The apostle John wrote in the first verses of the Revelation: Grace to you and peace, from Him who is and who was and who is to come, and from the seven Spirits who are before His throne, and from Jesus Christ, the faithful witness, the firstborn of the dead, and the ruler of the kings of the earth. To Him who loves us and released us from our sins by His blood . . . .  
Jesus released us from the power of sin and the wages of sin. He did it by His blood. Listen: SOMEONE had to die for my sin. God’s justice demands it. Someone had to die to pay the penalty of YOUR sins. God’s justice demands it.

But God’s MERCY offers us an opportunity to escape that Justice – by receiving by faith the sacrificial atonement Jesus provides us – Jesus, who died in our place. That’s why the apostle John wrote: “In this is love, not that we loved God, but that He loved us and sent His Son to be the propitiation for our sins.” (1 John 4:10)

Propitiation. A fancy word to describe what Jesus did by substituting Himself to bear the wrath of God for our sins. That’s what Palm Sunday and Good Friday are all about. And God proved His plan for our redemption is a faithful plan, a superabundantly efficacious plan when He raised Jesus from the dead.

Please never forget this: God’s justice requires someone has to die for your sin: You or Jesus.

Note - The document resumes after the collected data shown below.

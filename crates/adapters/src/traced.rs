// SPDX-License-Identifier: BUSL-1.1
// Copyright (c) 2026 Alfred Jean LLC

//! Traced adapter wrapper for consistent observability

use crate::evm::{AdapterError, AdapterOutput, EvmAdapter};
use async_trait::async_trait;
use pgr_core::{
    CallFunction, CreateAccount, DeployContract, FundAccount, PlaygroundId, RegisterAccount,
};
use std::time::Instant;
use tracing::Instrument;

/// Wrapper that adds tracing to any EvmAdapter
#[derive(Clone)]
pub struct TracedEvmAdapter<A> {
    inner: A,
}

impl<A> TracedEvmAdapter<A> {
    pub fn new(inner: A) -> Self {
        Self { inner }
    }

    pub fn inner(&self) -> &A {
        &self.inner
    }
}

fn log_result(result: &Result<AdapterOutput, AdapterError>, start: Instant, done: &str) {
    let elapsed_ms = start.elapsed().as_millis() as u64;
    match result {
        Ok(_) => tracing::info!(elapsed_ms, "{done}"),
        Err(e) => tracing::error!(elapsed_ms, error = %e, "operation failed"),
    }
}

#[async_trait]
impl<A: EvmAdapter> EvmAdapter for TracedEvmAdapter<A> {
    async fn create_account(
        &self,
        playground_id: PlaygroundId,
        op: &CreateAccount,
    ) -> Result<AdapterOutput, AdapterError> {
        let span = tracing::info_span!(
            "evm.create_account",
            playground_id = %playground_id,
            address = %op.address
        );
        async move {
            let start = Instant::now();
            let result = self.inner.create_account(playground_id, op).await;
            log_result(&result, start, "account created");
            result
        }
        .instrument(span)
        .await
    }

    async fn fund_account(
        &self,
        playground_id: PlaygroundId,
        op: &FundAccount,
    ) -> Result<AdapterOutput, AdapterError> {
        let span = tracing::info_span!(
            "evm.fund_account",
            playground_id = %playground_id,
            address = %op.address
        );
        async move {
            tracing::debug!(amount = %op.amount, "funding");
            let start = Instant::now();
            let result = self.inner.fund_account(playground_id, op).await;
            log_result(&result, start, "account funded");
            result
        }
        .instrument(span)
        .await
    }

    async fn deploy_contract(
        &self,
        playground_id: PlaygroundId,
        op: &DeployContract,
    ) -> Result<AdapterOutput, AdapterError> {
        let span = tracing::info_span!(
            "evm.deploy_contract",
            playground_id = %playground_id,
            deployer = %op.deployer
        );
        async move {
            tracing::info!(
                bytecode_len = op.bytecode.len(),
                args = op.constructor_args.len(),
                "starting"
            );

            // Precondition: something to deploy
            if op.bytecode.is_empty() {
                tracing::error!("bytecode is empty");
                return Err(AdapterError::InvalidInput(
                    "bytecode is empty".to_string(),
                ));
            }

            let start = Instant::now();
            let result = self.inner.deploy_contract(playground_id, op).await;
            log_result(&result, start, "contract deployed");
            result
        }
        .instrument(span)
        .await
    }

    async fn call_function(
        &self,
        playground_id: PlaygroundId,
        op: &CallFunction,
    ) -> Result<AdapterOutput, AdapterError> {
        let span = tracing::info_span!(
            "evm.call_function",
            playground_id = %playground_id,
            contract = %op.contract,
            function = %op.function
        );
        async move {
            // Precondition: a function name to call
            if op.function.trim().is_empty() {
                tracing::error!("function name is empty");
                return Err(AdapterError::InvalidInput(
                    "function name is empty".to_string(),
                ));
            }

            let start = Instant::now();
            let result = self.inner.call_function(playground_id, op).await;
            log_result(&result, start, "function called");
            result
        }
        .instrument(span)
        .await
    }

    async fn register_account(
        &self,
        playground_id: PlaygroundId,
        op: &RegisterAccount,
    ) -> Result<AdapterOutput, AdapterError> {
        let span = tracing::info_span!(
            "evm.register_account",
            playground_id = %playground_id,
            address = %op.address
        );
        async move {
            let start = Instant::now();
            let result = self.inner.register_account(playground_id, op).await;
            log_result(&result, start, "account registered");
            result
        }
        .instrument(span)
        .await
    }
}

#[cfg(test)]
#[path = "traced_tests.rs"]
mod tests;
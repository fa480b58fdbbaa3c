// SPDX-License-Identifier: BUSL-1.1
// Copyright (c) 2026 Alfred Jean LLC

//! Execution environment adapters
//!
//! Live actions and replayed actions go through the same trait, so an
//! implementation must reproduce the same state for the same ordered
//! sequence of calls.

mod sim;

pub use sim::{Account, Contract, ContractCall, Environment, SharedEnvironment, SimAdapter};

// Test support - only compiled for tests or when explicitly requested
#[cfg(any(test, feature = "test-support"))]
mod fake;
#[cfg(any(test, feature = "test-support"))]
pub use fake::{EvmCall, EvmOp, FakeEvmAdapter};

use async_trait::async_trait;
use pgr_core::{
    Address, CallFunction, CreateAccount, DeployContract, FundAccount, PlaygroundId,
    RegisterAccount,
};
use serde_json::Value;
use thiserror::Error;

/// Errors from environment operations
#[derive(Debug, Clone, PartialEq, Eq, Error)]
pub enum AdapterError {
    #[error("account not found: {0}")]
    AccountNotFound(Address),
    #[error("contract not found: {0}")]
    ContractNotFound(Address),
    #[error("insufficient balance for {address}: have {available}, need {required}")]
    InsufficientBalance {
        address: Address,
        available: u128,
        required: u128,
    },
    #[error("balance overflow for {0}")]
    BalanceOverflow(Address),
    #[error("invalid input: {0}")]
    InvalidInput(String),
    #[error("environment unavailable: {0}")]
    Unavailable(String),
}

/// Data returned by a successful operation
#[derive(Debug, Clone, Default, PartialEq)]
pub struct AdapterOutput {
    pub data: Option<Value>,
}

impl AdapterOutput {
    pub fn empty() -> Self {
        Self::default()
    }

    pub fn with_data(data: Value) -> Self {
        Self { data: Some(data) }
    }
}

/// Account and contract operations of a simulated execution environment
#[async_trait]
pub trait EvmAdapter: Clone + Send + Sync + 'static {
    async fn create_account(
        &self,
        playground_id: PlaygroundId,
        op: &CreateAccount,
    ) -> Result<AdapterOutput, AdapterError>;

    async fn fund_account(
        &self,
        playground_id: PlaygroundId,
        op: &FundAccount,
    ) -> Result<AdapterOutput, AdapterError>;

    async fn deploy_contract(
        &self,
        playground_id: PlaygroundId,
        op: &DeployContract,
    ) -> Result<AdapterOutput, AdapterError>;

    async fn call_function(
        &self,
        playground_id: PlaygroundId,
        op: &CallFunction,
    ) -> Result<AdapterOutput, AdapterError>;

    async fn register_account(
        &self,
        playground_id: PlaygroundId,
        op: &RegisterAccount,
    ) -> Result<AdapterOutput, AdapterError>;
}
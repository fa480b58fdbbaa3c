// SPDX-License-Identifier: BUSL-1.1
// Copyright (c) 2026 Alfred Jean LLC

//! Rebuild state from the log and show it

use super::{Adapter, Context};
use crate::error::CliError;
use crate::output;
use anyhow::bail;
use clap::Args;
use pgr_adapters::{Account, Contract, SimAdapter, TracedEvmAdapter};
use pgr_core::PlaygroundId;
use pgr_engine::{replay_unified, ReplayReport};
use serde::Serialize;
use std::fmt;

#[derive(Args)]
pub struct ReplayArgs {
    /// Playground to replay
    #[arg(required_unless_present = "all", conflicts_with = "all")]
    pub playground: Option<PlaygroundId>,
    /// Replay every playground in recorded order
    #[arg(long)]
    pub all: bool,
}

#[derive(Serialize)]
struct ReplayView {
    report: ReplayReport,
    accounts: Vec<Account>,
    contracts: Vec<Contract>,
}

impl fmt::Display for ReplayView {
    fn fmt(&self, f: &mut fmt::Formatter<'_>) -> fmt::Result {
        let report = &self.report;
        writeln!(
            f,
            "Replayed {}: {} of {} actions applied",
            report.scope, report.applied, report.total
        )?;
        for failure in &report.failures {
            writeln!(
                f,
                "  failed #{} {} (playground {}): {}",
                failure.sequence, failure.action_type, failure.playground_id, failure.message
            )?;
        }

        writeln!(f)?;
        writeln!(f, "Accounts:")?;
        if self.accounts.is_empty() {
            writeln!(f, "  (none)")?;
        }
        for account in &self.accounts {
            write!(f, "  {}  balance {}", account.address, account.balance)?;
            if let Some(label) = &account.label {
                write!(f, "  ({})", label)?;
            }
            writeln!(f)?;
        }

        writeln!(f)?;
        write!(f, "Contracts:")?;
        if self.contracts.is_empty() {
            write!(f, "\n  (none)")?;
        }
        for contract in &self.contracts {
            write!(
                f,
                "\n  {}  {}  deployer {}  balance {}  calls {}",
                contract.address,
                contract.name.as_deref().unwrap_or("-"),
                contract.deployer,
                contract.balance,
                contract.calls.len()
            )?;
        }
        Ok(())
    }
}

pub async fn handle(ctx: &Context, args: ReplayArgs) -> anyhow::Result<()> {
    let view = match (args.playground, args.all) {
        (_, true) => replay_all(ctx).await?,
        (Some(playground_id), false) => replay_one(ctx, playground_id).await?,
        (None, false) => bail!("a playground id or --all is required"),
    };
    output::print(&view, ctx.format);
    Ok(())
}

async fn replay_one(ctx: &Context, playground_id: PlaygroundId) -> anyhow::Result<ReplayView> {
    let (session, report) = ctx.activate(playground_id).await?;
    let env = session.adapter().inner().snapshot();

    Ok(ReplayView {
        report,
        accounts: env.accounts_in(playground_id).into_iter().cloned().collect(),
        contracts: env.contracts_in(playground_id).into_iter().cloned().collect(),
    })
}

async fn replay_all(ctx: &Context) -> anyhow::Result<ReplayView> {
    let session = ctx.session();
    let adapter: Adapter = TracedEvmAdapter::new(SimAdapter::new());
    let report = replay_unified(session.recorder(), ctx.registry(), &adapter)
        .await
        .map_err(|e| CliError::snapshot_unavailable(e.scope, e))?;
    let env = adapter.inner().snapshot();

    Ok(ReplayView {
        report,
        accounts: env.accounts.into_values().collect(),
        contracts: env.contracts.into_values().collect(),
    })
}
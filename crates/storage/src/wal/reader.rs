// SPDX-License-Identifier: BUSL-1.1
// Copyright (c) 2026 Alfred Jean LLC

//! Log scanning with corruption detection
//!
//! Invalid lines (checksum mismatch or parse errors) mark the truncation
//! point: everything before them is kept, everything from them on is not.

use super::entry::WalEntry;
use serde::de::DeserializeOwned;
use std::fs::File;
use std::io::{self, BufRead, BufReader};
use std::path::Path;

/// Where and why a scan stopped early
#[derive(Debug, Clone, PartialEq, Eq)]
pub struct Corruption {
    pub line: u64,
    pub reason: String,
}

/// Result of scanning a log file
#[derive(Debug)]
pub struct Scan<T> {
    /// Bodies of every valid line before the first invalid one
    pub bodies: Vec<T>,
    /// Byte length of the valid prefix
    pub valid_len: u64,
    pub corruption: Option<Corruption>,
}

/// Scan a log file; a missing file scans as empty
///
/// `accept` may reject a well-formed body (for example, one that breaks
/// ordering), which is treated like any other corruption.
pub fn scan<T, F>(path: &Path, mut accept: F) -> io::Result<Scan<T>>
where
    T: DeserializeOwned,
    F: FnMut(&T) -> Result<(), String>,
{
    let mut scan = Scan {
        bodies: Vec::new(),
        valid_len: 0,
        corruption: None,
    };

    let file = match File::open(path) {
        Ok(f) => f,
        Err(e) if e.kind() == io::ErrorKind::NotFound => return Ok(scan),
        Err(e) => return Err(e),
    };

    let mut reader = BufReader::new(file);
    let mut position: u64 = 0;
    let mut line_number: u64 = 0;

    loop {
        let mut line = String::new();
        let bytes_read = match reader.read_line(&mut line) {
            Ok(0) => break,
            Ok(n) => n,
            // Non-UTF-8 bytes: a torn write
            Err(e) if e.kind() == io::ErrorKind::InvalidData => {
                scan.corruption = Some(Corruption {
                    line: line_number + 1,
                    reason: e.to_string(),
                });
                break;
            }
            Err(e) => return Err(e),
        };
        line_number += 1;
        position += bytes_read as u64;

        let trimmed = line.trim();
        if trimmed.is_empty() {
            scan.valid_len = position;
            continue;
        }

        // A line without its newline was cut short mid-write
        if !line.ends_with('\n') {
            scan.corruption = Some(Corruption {
                line: line_number,
                reason: "unterminated line".to_string(),
            });
            break;
        }

        let entry = match WalEntry::from_line(trimmed) {
            Ok(e) => e,
            Err(e) => {
                scan.corruption = Some(Corruption {
                    line: line_number,
                    reason: e.to_string(),
                });
                break;
            }
        };

        if !entry.verify() {
            scan.corruption = Some(Corruption {
                line: line_number,
                reason: "checksum mismatch".to_string(),
            });
            break;
        }

        let body: T = match entry.decode() {
            Ok(body) => body,
            Err(e) => {
                scan.corruption = Some(Corruption {
                    line: line_number,
                    reason: e.to_string(),
                });
                break;
            }
        };

        if let Err(reason) = accept(&body) {
            scan.corruption = Some(Corruption {
                line: line_number,
                reason,
            });
            break;
        }

        scan.bodies.push(body);
        scan.valid_len = position;
    }

    Ok(scan)
}

#[cfg(test)]
#[path = "reader_tests.rs"]
mod tests;
//! Clear-control specs

use crate::prelude::*;

#[test]
fn first_run_stamps_a_marker() {
    let temp = Project::empty();
    temp.pgr()
        .args(&["markers"])
        .passes()
        .stdout_has("#1")
        .stdout_has("v1");
}

#[test]
fn clear_wipes_log_and_records_marker() {
    let temp = Project::empty();
    temp.pgr().args(&["account", "create", "7", ALICE]).passes();

    temp.pgr()
        .args(&["clear"])
        .passes()
        .stdout_has("#2")
        .stdout_has("[actions]");

    temp.pgr()
        .args(&["snapshot", "7"])
        .passes()
        .stdout_eq("No actions recorded for playground 7\n");

    // Sequence numbering restarts after a clear
    temp.pgr()
        .args(&["account", "create", "7", ALICE])
        .passes()
        .stdout_has("#1 in playground 7");
}

#[test]
fn clear_reports_only_tables_actually_cleared() {
    let temp = Project::empty();
    temp.pgr().args(&["account", "create", "7", ALICE]).passes();

    let run = temp
        .pgr()
        .args(&[
            "--format", "json", "clear", "--table", "actions", "--table", "balances",
        ])
        .passes();
    let marker = run.stdout_json();

    assert_eq!(marker["tables_cleared"], serde_json::json!(["actions"]));
}

#[test]
fn markers_are_listed_oldest_first() {
    let temp = Project::empty();
    temp.pgr().args(&["clear"]).passes();
    temp.pgr().args(&["clear"]).passes();

    let run = temp.pgr().args(&["--format", "json", "markers"]).passes();
    let markers = run.stdout_json();
    let ids: Vec<_> = markers
        .as_array()
        .unwrap()
        .iter()
        .map(|m| m["id"].as_u64().unwrap())
        .collect();

    assert_eq!(ids, vec![1, 2, 3]);
}

#[test]
fn newer_schema_version_resets_stale_log() {
    let temp = Project::empty();
    temp.pgr().args(&["account", "create", "7", ALICE]).passes();
    temp.file("pgr.toml", "schema_version = 2\n");

    temp.pgr()
        .args(&["snapshot", "7"])
        .passes()
        .stderr_has("predates schema version 2")
        .stdout_eq("No actions recorded for playground 7\n");

    temp.pgr()
        .args(&["markers"])
        .passes()
        .stdout_has("v2")
        .stdout_has("[actions]");
}

#[test]
fn log_file_receives_tracing_output() {
    let temp = Project::empty();
    temp.file("pgr.toml", "log_file = \"logs/pgr.log\"\n");
    temp.pgr().args(&["account", "create", "7", ALICE]).passes();

    let log = temp.read("logs/pgr.log");
    assert!(log.contains("evm.create_account"), "log:\n{}", log);
}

I want to close my message with some of the lyrics of an old hymn written by William Newell. It’s called, At Calvary:

Years I spent in vanity and pride
Caring not my Lord was crucified
Knowing not it was for me He died
On Calvary

Mercy there was great, and grace was free
Pardon there was multiplied to me
There my burdened soul found liberty
At Calvary

Oh, the love that drew salvation’s plan!
Oh, the grace that brought it down to man!
Oh, the mighty gulf that God did span
At Calvary!


Mercy there was great, and grace was free
Pardon there was multiplied to me
There my burdened soul found liberty
At Calvary

Please hear me. What have you done with Jesus?  What are you doing with Jesus?